Sherlock watched his companion’s eyes as she sat quietly, mirroring his posture, legs folded under her and hands steepled beneath her nose as she studied the object on the floor between them. He found the transparency of her thought processes fascinating. This was supposedly an exercise for her, but it had proved to be endlessly interesting for him as well. The degree to which she had adopted his mannerisms but yet still retained her own, the beginnings of the ability to cloak her thoughts from showing in her expression, and the telltale signs she gave away when she’d hit upon something.
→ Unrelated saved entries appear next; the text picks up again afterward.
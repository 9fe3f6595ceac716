//! Interactive REPL for collecting and cleaning job links.
//!
//! Launch with `job-links repl`. Paste URLs to collect them, `/list` to see
//! the cleaned set. Type `/help` for available commands, Tab for completion.

use rustyline::completion::{Completer, Pair};
use rustyline::config::CompletionType;
use rustyline::error::ReadlineError;
use rustyline::highlight::Highlighter;
use rustyline::hint::Hinter;
use rustyline::validate::Validator;
use rustyline::{
    Cmd, ConditionalEventHandler, Config, Editor, Event, EventContext, EventHandler, Helper,
    KeyEvent, RepeatCount,
};

use job_links::{
    clean_job_url_default, extract_job_info, format_urls, is_valid_job_url, Extractor,
    FormatOptions, Site,
};

use crate::config::resolve_history_path;

/// Available REPL commands.
const COMMANDS: &[(&str, &str)] = &[
    ("/site", "Show or set the site (key or page URL)"),
    ("/add", "Add candidate URLs (bare lines work too)"),
    ("/list", "Show the cleaned, deduplicated links"),
    ("/clean", "Canonicalize a single URL"),
    ("/validate", "Check a URL against the current site"),
    ("/info", "Show the job id recovered from a URL"),
    ("/sites", "List supported sites"),
    ("/reset", "Forget collected candidates"),
    ("/clear", "Clear the screen"),
    ("/help", "Show available commands"),
    ("/exit", "Quit the REPL"),
];

/// REPL helper for tab completion.
#[derive(Default)]
struct LinksHelper;

impl Completer for LinksHelper {
    type Candidate = Pair;

    fn complete(
        &self,
        line: &str,
        pos: usize,
        _ctx: &rustyline::Context<'_>,
    ) -> rustyline::Result<(usize, Vec<Pair>)> {
        let input = &line[..pos];

        if !input.contains(' ') {
            let matches: Vec<Pair> = COMMANDS
                .iter()
                .filter(|(cmd, _)| cmd.starts_with(input))
                .map(|(cmd, desc)| Pair {
                    display: format!("{cmd:<16} {desc}"),
                    replacement: format!("{cmd} "),
                })
                .collect();
            return Ok((0, matches));
        }

        // site key completion
        let parts: Vec<&str> = input.splitn(2, ' ').collect();
        let cmd = parts[0];
        let args = if parts.len() > 1 { parts[1] } else { "" };

        if cmd == "/site" {
            let prefix_start = input.len() - args.len();
            let matches: Vec<Pair> = Site::ALL
                .iter()
                .map(|s| s.key())
                .filter(|k| k.starts_with(args.trim()))
                .map(|k| Pair {
                    display: k.to_string(),
                    replacement: format!("{k} "),
                })
                .collect();
            return Ok((prefix_start, matches));
        }

        Ok((pos, Vec::new()))
    }
}

impl Hinter for LinksHelper {
    type Hint = String;

    fn hint(&self, line: &str, pos: usize, _ctx: &rustyline::Context<'_>) -> Option<String> {
        if pos < line.len() || line.is_empty() {
            return None;
        }
        if line.starts_with('/') && !line.contains(' ') {
            for (cmd, _) in COMMANDS {
                if cmd.starts_with(line) && *cmd != line {
                    return Some(cmd[line.len()..].to_string());
                }
            }
        }
        None
    }
}

impl Highlighter for LinksHelper {}
impl Validator for LinksHelper {}
impl Helper for LinksHelper {}

struct TabCompleteOrAcceptHint;

impl ConditionalEventHandler for TabCompleteOrAcceptHint {
    fn handle(
        &self,
        _evt: &Event,
        _n: RepeatCount,
        _positive: bool,
        ctx: &EventContext<'_>,
    ) -> Option<Cmd> {
        if ctx.has_hint() {
            Some(Cmd::CompleteHint)
        } else {
            Some(Cmd::Complete)
        }
    }
}

/// Session state.
#[derive(Debug, Default)]
pub struct ReplState {
    pub site: Option<Site>,
    pub candidates: Vec<String>,
}

impl ReplState {
    pub fn new(site: Option<Site>) -> Self {
        Self {
            site,
            candidates: Vec::new(),
        }
    }

    /// Add whitespace-separated URLs. Returns how many were added.
    pub fn add(&mut self, args: &str) -> usize {
        let before = self.candidates.len();
        self.candidates
            .extend(args.split_whitespace().map(str::to_string));
        self.candidates.len() - before
    }

    /// Cleaned links for the current site, or `None` when no site is set.
    pub fn links(&self) -> Option<Vec<String>> {
        let site = self.site?;
        Some(Extractor::new(site).extract(&|| self.candidates.clone()))
    }

    pub fn reset(&mut self) {
        self.candidates.clear();
    }
}

/// Run the interactive REPL.
pub fn run(site: Option<Site>) -> anyhow::Result<()> {
    eprintln!();
    eprintln!(
        "  \x1b[32m\u{25c9}\x1b[0m \x1b[1mjob-links v{}\x1b[0m \x1b[90m\u{2014} Job board link extractor\x1b[0m",
        env!("CARGO_PKG_VERSION")
    );
    eprintln!();
    eprintln!(
        "    Paste URLs to collect them, \x1b[36m/list\x1b[0m to see results, \x1b[90m/exit\x1b[0m to quit."
    );
    eprintln!();

    let config = Config::builder()
        .history_ignore_space(true)
        .auto_add_history(true)
        .completion_type(CompletionType::List)
        .completion_prompt_limit(20)
        .build();

    let mut rl: Editor<LinksHelper, rustyline::history::DefaultHistory> =
        Editor::with_config(config)?;
    rl.set_helper(Some(LinksHelper));
    rl.bind_sequence(
        KeyEvent::from('\t'),
        EventHandler::Conditional(Box::new(TabCompleteOrAcceptHint)),
    );

    let hist_path = resolve_history_path();
    if hist_path.exists() {
        let _ = rl.load_history(&hist_path);
    }

    let mut state = ReplState::new(site);
    let prompt = " \x1b[36mlinks>\x1b[0m ";

    loop {
        match rl.readline(prompt) {
            Ok(line) => {
                let line = line.trim();
                if line.is_empty() {
                    continue;
                }

                let Some(input) = line.strip_prefix('/') else {
                    cmd_add(line, &mut state);
                    continue;
                };
                if input.is_empty() {
                    cmd_help();
                    continue;
                }

                let mut parts = input.splitn(2, ' ');
                let cmd = parts.next().unwrap_or("");
                let args = parts.next().unwrap_or("").trim();

                match cmd {
                    "exit" | "quit" => {
                        eprintln!("  \x1b[90m\u{2728}\x1b[0m Goodbye!");
                        break;
                    }
                    "help" | "h" | "?" => cmd_help(),
                    "clear" | "cls" => eprint!("\x1b[2J\x1b[H"),
                    "site" => cmd_site(args, &mut state),
                    "sites" => cmd_sites(),
                    "add" => cmd_add(args, &mut state),
                    "list" | "ls" => cmd_list(&state),
                    "clean" => cmd_clean(args),
                    "validate" => cmd_validate(args, &state),
                    "info" => cmd_info(args, &state),
                    "reset" => {
                        state.reset();
                        eprintln!("  Candidates cleared.");
                    }
                    _ => {
                        eprintln!("  Unknown command '/{cmd}'. Type /help for commands.");
                    }
                }
            }
            Err(ReadlineError::Interrupted) => {
                eprintln!("  \x1b[90m(Ctrl+C)\x1b[0m Type \x1b[1m/exit\x1b[0m to quit.");
            }
            Err(ReadlineError::Eof) => {
                eprintln!("  \x1b[90m\u{2728}\x1b[0m Goodbye!");
                break;
            }
            Err(err) => {
                eprintln!("  Error: {err}");
                break;
            }
        }
    }

    let _ = std::fs::create_dir_all(hist_path.parent().unwrap_or(std::path::Path::new(".")));
    let _ = rl.save_history(&hist_path);

    Ok(())
}

fn cmd_help() {
    eprintln!();
    eprintln!("  Commands:");
    eprintln!();
    for (cmd, desc) in COMMANDS {
        eprintln!("    {cmd:<18} {desc}");
    }
    eprintln!();
    eprintln!("  Tip: lines that do not start with / are added as candidates.");
    eprintln!();
}

fn cmd_site(args: &str, state: &mut ReplState) {
    if args.is_empty() {
        match state.site {
            Some(site) => eprintln!("  Site: {} ({site})", site.display_name()),
            None => eprintln!("  No site set. Usage: /site <key|page-url>"),
        }
        return;
    }

    let arg = args.split_whitespace().next().unwrap_or(args);
    let resolved = arg.parse::<Site>().ok().or_else(|| Site::detect(arg));
    match resolved {
        Some(site) => {
            state.site = Some(site);
            eprintln!("  {} detected", site.display_name());
        }
        None => eprintln!("  Site not supported: {arg}"),
    }
}

fn cmd_sites() {
    eprintln!();
    for site in Site::ALL {
        eprintln!("    {:<10} {}", site.key(), site.display_name());
    }
    eprintln!();
}

fn cmd_add(args: &str, state: &mut ReplState) {
    if args.is_empty() {
        eprintln!("  Usage: /add <url> [url...]");
        return;
    }
    let added = state.add(args);
    eprintln!(
        "  Added {added} candidate(s), {} collected.",
        state.candidates.len()
    );
}

fn cmd_list(state: &ReplState) {
    let Some(links) = state.links() else {
        eprintln!("  No site set. Usage: /site <key|page-url>");
        return;
    };

    if links.is_empty() {
        eprintln!("  No job links found.");
        return;
    }

    let opts = FormatOptions {
        include_index: true,
        include_count: true,
        ..FormatOptions::default()
    };
    println!("{}", format_urls(&links, &opts));
}

fn cmd_clean(args: &str) {
    if args.is_empty() {
        eprintln!("  Usage: /clean <url>");
        return;
    }
    for url in args.split_whitespace() {
        let cleaned = clean_job_url_default(url);
        if cleaned.is_empty() {
            eprintln!("  {url} -> (discarded)");
        } else {
            println!("{cleaned}");
        }
    }
}

fn cmd_validate(args: &str, state: &ReplState) {
    let Some(site) = state.site else {
        eprintln!("  No site set. Usage: /site <key|page-url>");
        return;
    };
    if args.is_empty() {
        eprintln!("  Usage: /validate <url>");
        return;
    }
    for url in args.split_whitespace() {
        let verdict = if is_valid_job_url(url, site) {
            "valid"
        } else {
            "invalid"
        };
        eprintln!("  {verdict}: {url}");
    }
}

fn cmd_info(args: &str, state: &ReplState) {
    if args.is_empty() {
        eprintln!("  Usage: /info <url>");
        return;
    }
    let url = args.split_whitespace().next().unwrap_or(args);
    let Some(site) = state.site.or_else(|| Site::detect(url)) else {
        eprintln!("  No site set and none detected for {url}");
        return;
    };
    let info = extract_job_info(url, site);
    eprintln!();
    eprintln!("  Site: {}", site.display_name());
    eprintln!("  URL:  {}", info.url);
    eprintln!("  Id:   {}", info.id.as_deref().unwrap_or("(none)"));
    eprintln!();
}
“Has she been to the zoo?” asked Eugenia Watson, age seven.
“Why would you think she had?”
“Look.” She pointed at a small chunk of something in the tread of the young girl’s shoe that was sitting on the floor between them. “It’s a bit of that food you can buy at the petting zoo, isn’t it?”
“What if it is?”
“Then that’s just weird.”
“Why weird?”
She looked at him like he was an idiot, an expression identical to the one her father wore in similar circumstances. “The zoo’s closed this month because they’re fixing the pavement,” she said, a subtextual “duh” in her voice. “So why was she there?”
“Maybe she was there before the zoo closed.”
“And this bit of stuff’s still in her shoe?” Eugenia looked dubious. “Only if she didn’t wear them much.”
“Maybe she doesn’t.”
She gave him another “duh” look. “C’mon. These are her favorite pair.”
“How do you know?”
“They’re sparkly. They’re pink. And look, they’re kinda wore out and she’s colored in the scuffy parts with a pink marker to hide it.” She picked up the shoe and looked at it. “They just found one shoe, huh?” she said, quietly.
Sherlock hesitated. Eugenia was a very calm child but much as John might accuse him otherwise, he was conscious of exposing her to things that might be upsetting or scary to her, and a five-year-old girl abducted and still missing might be scary. His logic was that exposure would lessen her fears and make things like this seem normal. John inevitably rebutted with the argument that such things shouldn’t seen normal to a seven-year-old. Sherlock had yet to come up with a convincing counterargument to this.
He heard the front door open and footsteps on the stairs. “Quick, who is it?” he whispered.
“Mummy,” Eugenia said, rolling her eyes with another unspoken “duh” at poor dense old Uncle Sherlock, who couldn’t even tell who was on the stairs by their footfalls.